Sebastien_Maraux · February 6, 2025, 8:52am

Hello Dask community,

I would like to handle “larger than memory” data set to compute a svd_compressed or a svd.
My input dataset is a mesh vertiex positions extracted “per frame” on some animations.

Typical dataset shape could be something like (10_000,1_000_000)

I have tried a lot of things, including using “delayed”, but nothin appears to solve the issue.
My input dataset is preprocessed to be transferred to Zarr format

Then I call

dask_array = da.from_zarr(zarrFile, chunks=(250,component_count))
U, S, VT = da.linalg.svd_compressed(dask_array, 1000)
SComputed = S.compute()
UComputed = U.compute()

Sadly, I can choose whatever chunk size or let it without chunk, the used memory goes well beyond what I expect.

With some basic tests on a smaller dataset (8000x75262), the process memory usage still goes as high as 16GB during the compute, while the U output size is 602MB and the chunk size is 150MB (in float64 precision).

With expected data set (10k,1M) , trying to compute S only :

a chunk is 2GB
the memory usage sky rocket directly way above my laptop 64GB after calling compute . this is valid using either svd() or svd_compressed()

My two goals are :

to be able to compute the SVD
to insure that the memory stays within a given margin.

After investigating on the way a PCA is computed out of memory, I modified the chunk sizes to be spread on both dimensions.
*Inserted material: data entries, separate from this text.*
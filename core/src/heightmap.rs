use serde::{Deserialize, Serialize};

// size×size elevation grid, row-major, indexed as (row, col) = (y, x).
// Read-only once built.
#[derive(Debug, Clone, PartialEq, Serialize, Deserialize)]
#[serde(try_from = "RawHeightmap")]
pub struct Heightmap {
    size: usize,
    data: Vec<f64>,
}

// Wire shape, checked before it becomes a Heightmap
#[derive(Deserialize)]
struct RawHeightmap {
    size: usize,
    data: Vec<f64>,
}

impl TryFrom<RawHeightmap> for Heightmap {
    type Error = String;

    fn try_from(raw: RawHeightmap) -> Result<Self, Self::Error> {
        let expected = raw.size.checked_mul(raw.size);
        if expected != Some(raw.data.len()) {
            return Err(format!(
                "heightmap of size {} needs {}×{} values, got {}",
                raw.size,
                raw.size,
                raw.size,
                raw.data.len()
            ));
        }
        Ok(Self {
            size: raw.size,
            data: raw.data,
        })
    }
}

#[derive(Debug, Clone, Copy, PartialEq)]
pub struct HeightmapStats {
    pub min: f64,
    pub max: f64,
    pub mean: f64,
}

impl Heightmap {
    pub(crate) fn from_vec(size: usize, data: Vec<f64>) -> Self {
        debug_assert_eq!(data.len(), size * size);
        Self { size, data }
    }

    pub fn size(&self) -> usize {
        self.size
    }

    pub fn get(&self, row: usize, col: usize) -> f64 {
        self.data[row * self.size + col]
    }

    pub fn row(&self, y: usize) -> &[f64] {
        &self.data[y * self.size..(y + 1) * self.size]
    }

    pub fn rows(&self) -> impl Iterator<Item = &[f64]> {
        // chunks(0) panics; an empty grid yields no rows anyway
        self.data.chunks(self.size.max(1))
    }

    // Flat row-major view
    pub fn as_slice(&self) -> &[f64] {
        &self.data
    }

    pub fn to_rows(&self) -> Vec<Vec<f64>> {
        self.rows().map(|r| r.to_vec()).collect()
    }

    pub fn stats(&self) -> HeightmapStats {
        let mut min = f64::INFINITY;
        let mut max = f64::NEG_INFINITY;
        let mut sum = 0.0;
        for &v in &self.data {
            min = min.min(v);
            max = max.max(v);
            sum += v;
        }
        let mean = if self.data.is_empty() {
            0.0
        } else {
            sum / self.data.len() as f64
        };
        HeightmapStats { min, max, mean }
    }

    // True when both grids hold the same bits everywhere
    pub fn bit_eq(&self, other: &Heightmap) -> bool {
        self.size == other.size
            && self
                .data
                .iter()
                .zip(&other.data)
                .all(|(a, b)| a.to_bits() == b.to_bits())
    }
}
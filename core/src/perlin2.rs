use crate::NoiseField;

// Single-octave 2D Perlin gradient noise over a seeded permutation table.
// Octave accumulation lives in `Fbm`.
pub struct Perlin2D {
    perm: [u8; 512], // permutation table (256 duplicated)
}

impl Perlin2D {
    pub fn new(seed: u64) -> Self {
        Self {
            perm: permutation_table(seed ^ 0xDEADBEEFCAFEBABE_u64),
        }
    }

    // Fade function as defined by Ken Perlin: 6t^5 − 15t^4 + 10t^3
    // First and second derivatives are zero at t=0 and t=1,
    // so neighbouring cells join without visible creases
    #[inline]
    fn fade(t: f64) -> f64 {
        t * t * t * (t * (t * 6.0 - 15.0) + 10.0)
    }

    #[inline]
    fn lerp(a: f64, b: f64, t: f64) -> f64 {
        a + t * (b - a)
    }

    // Pick one of the diagonal gradients (±1, ±1) from the hash
    // and dot it with the offset (x, y)
    #[inline]
    fn grad(hash: u8, x: f64, y: f64) -> f64 {
        let h = hash & 0xF;
        let u = if h < 8 { x } else { y };
        let v = if h < 8 { y } else { x };
        let sign_u = if (h & 1) == 0 { u } else { -u };
        let sign_v = if (h & 2) == 0 { v } else { -v };
        sign_u + sign_v
    }

    // Raw single-octave noise at (x, y); gradients of length √2 keep it in [−1, 1]
    fn noise(&self, x: f64, y: f64) -> f64 {
        // Unit square containing the point; `& 255` also wraps negatives
        let x0 = x.floor();
        let y0 = y.floor();
        let xi = (x0 as i64 & 255) as usize;
        let yi = (y0 as i64 & 255) as usize;
        // Position inside the square
        let xf = x - x0;
        let yf = y - y0;
        let u = Self::fade(xf);
        let v = Self::fade(yf);

        // Hash the four corners; perm has 512 entries so +1 never overflows
        let a = self.perm[xi] as usize + yi;
        let b = self.perm[xi + 1] as usize + yi;
        let aa = self.perm[a];
        let ab = self.perm[a + 1];
        let ba = self.perm[b];
        let bb = self.perm[b + 1];

        let x1 = Self::lerp(Self::grad(aa, xf, yf), Self::grad(ba, xf - 1.0, yf), u);
        let x2 = Self::lerp(
            Self::grad(ab, xf, yf - 1.0),
            Self::grad(bb, xf - 1.0, yf - 1.0),
            u,
        );
        Self::lerp(x1, x2, v)
    }
}

impl NoiseField for Perlin2D {
    fn sample(&self, x: f64, y: f64) -> f64 {
        self.noise(x, y).clamp(-1.0, 1.0)
    }
}

// Shuffle 0..256 with a xorshift stream and duplicate it into 512 entries,
// so lookups like perm[i + 1] never need a modulo
pub(crate) fn permutation_table(state: u64) -> [u8; 512] {
    let mut p: Vec<u8> = (0..=255).collect();
    // xorshift gets stuck on zero
    let mut x = if state == 0 { 0x9E37_79B9_7F4A_7C15 } else { state };
    let mut rng = || {
        x ^= x << 13;
        x ^= x >> 7;
        x ^= x << 17;
        x
    };
    // Fisher–Yates over p[0..256]
    for i in (1..256).rev() {
        let j = (rng() % (i as u64 + 1)) as usize;
        p.swap(i, j);
    }
    let mut perm = [0u8; 512];
    for (i, slot) in perm.iter_mut().enumerate() {
        *slot = p[i & 255];
    }
    perm
}
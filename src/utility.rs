use crate::{constants::{TAU_MAX_ITERATIONS, TAU_TOLERANCE}, Error};

pub(crate) mod dms {
    /// Degrees per half turn
    pub const HD: i32 = 180;
    /// Degrees per turn
    pub const TD: i32 = 2 * HD;
}

/// Evaluate a polynomial
pub(crate) fn polyval(p: &[f64], x: f64) -> f64 {
    p
        .iter()
        .fold(0_f64, |acc, val| acc*x + val)
}

pub(crate) trait GeoMath {
    fn eps_eq(&self, other: Self) -> bool;
    fn ang_normalize(&self) -> Self;
    fn eatanhe(&self, es: Self) -> Self;
    fn remainder(&self, denom: Self) -> Self;
    fn taupf(&self, es: Self) -> Self;
    fn tauf(&self, es: Self) -> Result<Self, Error>
    where Self: Sized;
}

impl GeoMath for f64 {
    fn eps_eq(&self, other: f64) -> bool {
        (*self - other).abs() < f64::EPSILON
    }

    fn ang_normalize(&self) -> f64 {
        let value = self.remainder(f64::from(dms::TD));
        let hd = f64::from(dms::HD);

        if value.abs().eps_eq(hd) {
            hd.copysign(*self)
        }
        else {
            value
        }
    }

    /// `e * atanh(e * x)`
    fn eatanhe(&self, es: f64) -> f64 {
        es * (es * *self).atanh()
    }

    fn remainder(&self, denom: Self) -> Self {
        *self - (*self / denom).round() * denom
    }

    /// Tangent of the conformal latitude from the tangent of the geodetic
    /// latitude `tau = tan(phi)`.
    fn taupf(&self, es: f64) -> f64 {
        let tau1 = 1.0_f64.hypot(*self);
        let sig = (*self / tau1).eatanhe(es).sinh();

        1.0_f64.hypot(sig) * *self - sig * tau1
    }

    /// Inverse of [`GeoMath::taupf`], solved by Newton's method starting
    /// from the conformal value itself.
    ///
    /// # Errors
    ///
    /// Returns [`Error::Convergence`] if the step does not drop to the
    /// tolerance within the iteration bound, including when the iteration
    /// produces a non-finite value.
    #[allow(clippy::similar_names)]
    fn tauf(&self, es: f64) -> Result<f64, Error> {
        let e2m = 1.0 - es.powi(2);
        let mut tau = *self;

        for iteration in 1..=TAU_MAX_ITERATIONS {
            let taupa = tau.taupf(es);
            let dtau = (self - taupa) / 1.0_f64.hypot(taupa)
                * (1.0 + e2m * tau.powi(2))
                / (e2m * 1.0_f64.hypot(tau));
            tau += dtau;

            tracing::trace!(iteration, tau, dtau, "conformal latitude newton step");

            if dtau.abs() <= TAU_TOLERANCE {
                return Ok(tau);
            }
        }

        tracing::debug!(taup = *self, "conformal latitude inversion did not converge");
        Err(Error::Convergence { iterations: TAU_MAX_ITERATIONS })
    }
}

#[cfg(test)]
mod tests {
    use super::*;

    const WGS84_ES: f64 = 0.081_819_190_842_622;

    #[test]
    fn polyval_evaluates_highest_power_first() {
        // 2x^2 + 3x + 4 at x = 2
        assert!(polyval(&[2., 3., 4.], 2.).eps_eq(18.));
    }

    #[test]
    fn ang_normalize_wraps_into_half_turns() {
        assert!((190_f64.ang_normalize() - -170.).abs() < 1e-12);
        assert!(((-190_f64).ang_normalize() - 170.).abs() < 1e-12);
        assert!((180_f64.ang_normalize() - 180.).abs() < 1e-12);
        assert!(((-180_f64).ang_normalize() - -180.).abs() < 1e-12);
        assert!((45_f64.ang_normalize() - 45.).abs() < 1e-12);
    }

    #[test]
    fn tauf_inverts_taupf() {
        for lat in [-84., -45., -0.5, 0., 0.5, 30., 60., 84.] {
            let tau = f64::to_radians(lat).tan();
            let taup = tau.taupf(WGS84_ES);
            let solved = taup.tauf(WGS84_ES).unwrap();
            assert!((solved - tau).abs() < 1e-11, "lat {lat}: {solved} != {tau}");
        }
    }

    #[test]
    fn conformal_latitude_is_closer_to_equator() {
        let tau = 45_f64.to_radians().tan();
        assert!(tau.taupf(WGS84_ES) < tau);
        assert!(0_f64.taupf(WGS84_ES).abs() < f64::EPSILON);
    }

    #[test]
    fn tauf_reports_non_finite_input() {
        let result = f64::NAN.tauf(WGS84_ES);
        assert!(matches!(result, Err(Error::Convergence { iterations: TAU_MAX_ITERATIONS })));
    }
}
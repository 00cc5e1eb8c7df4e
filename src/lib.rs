#![warn(clippy::pedantic)]
#![allow(
    clippy::must_use_candidate,
    clippy::return_self_not_must_use
)]

//! Conversion between latitude/longitude and Universal Transverse Mercator
//! coordinates on an arbitrary oblate ellipsoid, using Krüger's sixth-order
//! series for the transverse Mercator projection.
//!
//! ```
//! use geotum::{Ellipsoid, LatLon, to_geographic, to_utm};
//!
//! let coord = LatLon::create(61.042865, 4.684059)?;
//! let utm = to_utm(&coord, &Ellipsoid::WGS84)?;
//!
//! // Zone 32 is widened over western Norway
//! assert_eq!(utm.zone(), 32);
//!
//! let back = to_geographic(&utm, &Ellipsoid::WGS84)?;
//! assert!((back.latitude() - coord.latitude()).abs() < 1e-9);
//! # Ok::<(), geotum::Error>(())
//! ```

use thiserror::Error;

pub mod ellipsoid;
pub mod latlon;
pub mod utm;
pub mod zone;

pub use ellipsoid::Ellipsoid;
pub use latlon::LatLon;
pub use projections::transverse_mercator::{KrugerCoefficients, TransverseMercator};
pub use utm::{Hemisphere, UtmDistance, UtmPoint};

pub mod projections {
    pub mod transverse_mercator;
}

pub(crate) mod constants;
pub(crate) mod utility;

#[derive(Debug, Error, Clone, PartialEq)]
pub enum Error {
    #[error("Latitude {latitude} is outside the UTM domain [-84, 84]")]
    OutOfDomain { latitude: f64 },
    #[error("Inverse projection did not converge within {iterations} iterations")]
    Convergence { iterations: usize },
    #[error("Coordinate parameters are not valid: {0}")]
    InvalidCoord(String),
    #[error("Invalid zone {0}, must be in range [1, 60]")]
    InvalidZone(i32),
    #[error("UTM coords are invalid: {0}")]
    InvalidUtmCoords(String),
    #[error("Ellipsoid is invalid: {0}")]
    InvalidEllipsoid(String),
    #[error("Could not parse coordinate: {0}")]
    Parse(String),
}

/// Projects a lat/lon point onto the UTM grid of `ellipsoid`.
///
/// # Errors
///
/// Returns [`Error::OutOfDomain`] if the latitude is beyond ±84°.
pub fn to_utm(coordinate: &LatLon, ellipsoid: &Ellipsoid) -> Result<UtmPoint, Error> {
    TransverseMercator::new(ellipsoid).forward(coordinate)
}

/// Recovers the lat/lon point of a UTM point on `ellipsoid`.
///
/// # Errors
///
/// Returns [`Error::Convergence`] if the inverse projection fails to converge.
pub fn to_geographic(point: &UtmPoint, ellipsoid: &Ellipsoid) -> Result<LatLon, Error> {
    TransverseMercator::new(ellipsoid).inverse(point)
}

pub trait ParseCoord {
    /// Parses a coordinate from its textual form.
    ///
    /// # Errors
    ///
    /// Returns [`Error::Parse`] if the text is malformed, or the validation
    /// error of the coordinate type if the parsed values are out of range.
    fn parse_coord(value: &str) -> Result<Self, Error>
    where Self: Sized;
}

/// Parses any [`ParseCoord`] type.
///
/// # Errors
///
/// Propagates the error of [`ParseCoord::parse_coord`].
///
/// ```
/// use geotum::{Hemisphere, UtmPoint};
///
/// let utm: UtmPoint = geotum::from_str("589048.6E 4104627N 10N").unwrap();
///
/// assert_eq!(utm.zone(), 10);
/// assert_eq!(utm.hemisphere(), Hemisphere::North);
/// ```
pub fn from_str<S, T>(value: S) -> Result<T, Error>
where
    S: AsRef<str>,
    T: ParseCoord
{
    T::parse_coord(value.as_ref())
}

trait ThisOrThat {
    fn ternary<T>(&self, r#true: T, r#false: T) -> T;
}

impl ThisOrThat for bool {
    fn ternary<T>(&self, r#true: T, r#false: T) -> T {
        if *self { r#true } else { r#false }
    }
}
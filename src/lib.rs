pub mod shared {
    pub mod core {
        pub mod primitives;
    }
}

pub mod modules {
    pub mod activities {
        pub mod core {
            pub mod activity;
            pub mod events;
            pub mod evolve;
            pub mod seed;
        }
        pub mod use_cases {
            pub mod errors;
            pub mod list_activities {
                pub mod inbound {
                    pub mod http;
                }
                pub mod queries_port;
            }
            pub mod sign_up_for_activity {
                pub mod command;
                pub mod decide;
                pub mod decision;
                pub mod handler;
                pub mod inbound {
                    pub mod http;
                }
            }
            pub mod unregister_from_activity {
                pub mod command;
                pub mod decide;
                pub mod decision;
                pub mod handler;
                pub mod inbound {
                    pub mod http;
                }
            }
        }
        pub mod adapters {
            pub mod outbound {
                pub mod activity_store;
                pub mod activity_store_in_memory;
            }
        }
    }
}

pub mod shell;
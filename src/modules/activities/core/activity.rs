use crate::shared::core::primitives::ParticipantEmail;
use serde::{Deserialize, Serialize};
use std::collections::BTreeMap;

/// Activities keyed by their exact, case-sensitive name.
pub type ActivityCatalog = BTreeMap<String, Activity>;

#[derive(Debug, Clone, PartialEq, Eq, Serialize, Deserialize)]
pub struct Activity {
    pub description: String,
    pub schedule: String,
    pub max_participants: u32,
    pub participants: Vec<ParticipantEmail>,
}

#[derive(Debug, Clone, Copy, PartialEq, Eq, Default)]
pub enum CapacityPolicy {
    /// Signups past `max_participants` are accepted.
    #[default]
    Unenforced,
    Enforced,
}

impl Activity {
    pub fn new(
        description: impl Into<String>,
        schedule: impl Into<String>,
        max_participants: u32,
    ) -> Self {
        Self {
            description: description.into(),
            schedule: schedule.into(),
            max_participants,
            participants: Vec::new(),
        }
    }

    pub fn with_participants(mut self, participants: Vec<ParticipantEmail>) -> Self {
        self.participants = participants;
        self
    }

    pub fn is_registered(&self, email: &ParticipantEmail) -> bool {
        self.participants.contains(email)
    }

    pub fn is_full(&self) -> bool {
        self.participants.len() >= self.max_participants as usize
    }

    pub fn spots_left(&self) -> u32 {
        let taken = u32::try_from(self.participants.len()).unwrap_or(u32::MAX);
        self.max_participants.saturating_sub(taken)
    }
}
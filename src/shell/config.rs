use clap::Parser;
use std::net::{IpAddr, Ipv4Addr, SocketAddr};

use crate::modules::activities::core::activity::CapacityPolicy;

/// School activities API - sign students up for extracurricular activities
#[derive(Parser, Debug, Clone, PartialEq, Eq)]
#[command(author, version, about, long_about = None)]
pub struct Settings {
    /// Address to bind the server to
    #[arg(long, env = "ACTIVITIES_HOST", default_value_t = IpAddr::V4(Ipv4Addr::UNSPECIFIED))]
    pub host: IpAddr,

    /// Port to bind the server to
    #[arg(short, long, env = "ACTIVITIES_PORT", default_value_t = 8000)]
    pub port: u16,

    /// Reject signups once an activity reaches `max_participants`
    #[arg(long, env = "ACTIVITIES_ENFORCE_CAPACITY")]
    pub enforce_capacity: bool,

    /// Where `GET /` redirects to
    #[arg(long, env = "ACTIVITIES_LANDING_PAGE", default_value = "/static/index.html")]
    pub landing_page: String,

    /// Log filter used when `RUST_LOG` is not set
    #[arg(long, env = "ACTIVITIES_LOG_LEVEL", default_value = "info")]
    pub log_level: String,
}

impl Settings {
    pub fn socket_addr(&self) -> SocketAddr {
        SocketAddr::new(self.host, self.port)
    }

    pub fn capacity_policy(&self) -> CapacityPolicy {
        if self.enforce_capacity {
            CapacityPolicy::Enforced
        } else {
            CapacityPolicy::Unenforced
        }
    }
}

impl Default for Settings {
    fn default() -> Self {
        Self {
            host: IpAddr::V4(Ipv4Addr::UNSPECIFIED),
            port: 8000,
            enforce_capacity: false,
            landing_page: "/static/index.html".to_string(),
            log_level: "info".to_string(),
        }
    }
}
It improved a little the memory usage, but it is still not tremendous.

I end up on the svd computation with errors such as :
OpenBLAS warning: precompiled NUM_THREADS exceeded,(even with a max set to 32 in my env vars)

What am I doing wrong and what can I do to reach these two goals?
Thank you !

guillaumeeb · February 7, 2025, 2:33pm

Hi @Sebastien_Maraux, welcome to Dask community!

Do you think you could try to build some reproducer with randomly generated data?

Also, did you try to use a LocalCluster and look at the dashboard to have more insight on what was happening?

Sebastien_Maraux · February 7, 2025, 3:33pm

Hello Guillaume and thank you to take time to help !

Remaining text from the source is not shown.